I gritted my teeth and dove into some sieve theory. In his 1978 article On the Problem of Jacobsthal in Demonstratio Mathematica, Iwaniec presents two Lemmas to prove his main result (leading to $j(n)$ is $O((r\log r)^2)$), and I am having trouble already with the simpler Lemma. However, what concerns me is what seems to be a false derivation of an inequality. I transcribe the trouble spot and then give the setup. From earlier context, I believe $l(d)=n$; from the article:

"From (2) we have $f(q) \geq g(p)$, where $p = l(q)$. Hence

$$\sum_{d \mid Q} \frac{\delta_{l(d)}}{\prod_{q \mid d} (f(q)-1)} \geq \sum_{d \mid Q} \frac{\delta_{l(d)}}{\prod_{q \mid d} (g(l(q))-1)} = \sum_{n \mid P} \frac{\delta_n}{\prod_{p\mid n}(g(p)-1)}$$

This completes the proof of (4)."

I think if $x \geq y \gt 0$ then $stuff/x \leq stuff/y$ but the above has it reversed. I may be misunderstanding things, but it looks like this breaks the proof.

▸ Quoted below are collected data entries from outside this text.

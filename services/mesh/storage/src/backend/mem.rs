//! In-memory settings backend for development and testing

use crate::{IvRecord, RplEntry, Settings, StorageError};
use dashmap::DashMap;
use parking_lot::RwLock;
use std::sync::atomic::{AtomicU32, Ordering};
use std::sync::Arc;
use tracing::debug;

/// In-memory settings store
pub struct MemorySettings {
    /// Stored sequence number; `u32::MAX` means unset
    seq: AtomicU32,
    /// Stored IV state
    iv: RwLock<Option<IvRecord>>,
    /// Replay entries keyed by source
    rpl: Arc<DashMap<u16, RplEntry>>,
}

impl MemorySettings {
    /// Create an empty store
    pub fn new() -> Self {
        Self {
            seq: AtomicU32::new(u32::MAX),
            iv: RwLock::new(None),
            rpl: Arc::new(DashMap::new()),
        }
    }
}

impl Default for MemorySettings {
    fn default() -> Self {
        Self::new()
    }
}

impl Settings for MemorySettings {
    fn store_seq(&self, seq: u32) -> Result<(), StorageError> {
        self.seq.store(seq, Ordering::Relaxed);
        Ok(())
    }

    fn load_seq(&self) -> Result<Option<u32>, StorageError> {
        match self.seq.load(Ordering::Relaxed) {
            u32::MAX => Ok(None),
            seq => Ok(Some(seq)),
        }
    }

    fn store_iv(&self, iv: IvRecord) -> Result<(), StorageError> {
        debug!(
            "settings store_iv iv_index={} ivu={} duration={}",
            iv.iv_index, iv.in_progress, iv.duration_hours
        );
        *self.iv.write() = Some(iv);
        Ok(())
    }

    fn load_iv(&self) -> Result<Option<IvRecord>, StorageError> {
        Ok(*self.iv.read())
    }

    fn store_rpl(&self, entry: RplEntry) -> Result<(), StorageError> {
        self.rpl.insert(entry.src, entry);
        Ok(())
    }

    fn remove_rpl(&self, src: u16) -> Result<(), StorageError> {
        self.rpl.remove(&src);
        Ok(())
    }

    fn clear_rpl(&self) -> Result<(), StorageError> {
        debug!("settings clear_rpl entries={}", self.rpl.len());
        self.rpl.clear();
        Ok(())
    }

    fn load_rpl(&self) -> Result<Vec<RplEntry>, StorageError> {
        let mut entries: Vec<RplEntry> = self.rpl.iter().map(|e| *e.value()).collect();
        entries.sort_by_key(|e| e.src);
        Ok(entries)
    }
}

Here is the setup. The target quantity depends on the square free number $Q$, and estimating the size of some sets with error depending on a positive multiplicative function $f(d)$. Iwaniec is going to shift or transfer the problem over to a specific square free number $P$ and associated positive multiplicative function $g(n)\geq 1$. He posits that $P$ and $Q$ are multiplicatively bijective: there is a bijection $l()$ between the divisors of $Q$ and the divisors of $P$ so that $l(dk)=l(d)l(k)$. He also assumes as (2) that $g(l(d)) \leq f(d)$ for all divisors $d$ of $Q$. I've used $\delta$ instead of the symbol he uses, but I believe they represent positive numbers. I've also used the product symbol $\prod$ for what he uses, but I think it is the right choice. (If the values $\delta$ are all negative, then the derivation is correct, but the conclusion seems too weak, namely the lower bound of a nonnegative quantity is a complicated expression of a negative number, which I do not understand.)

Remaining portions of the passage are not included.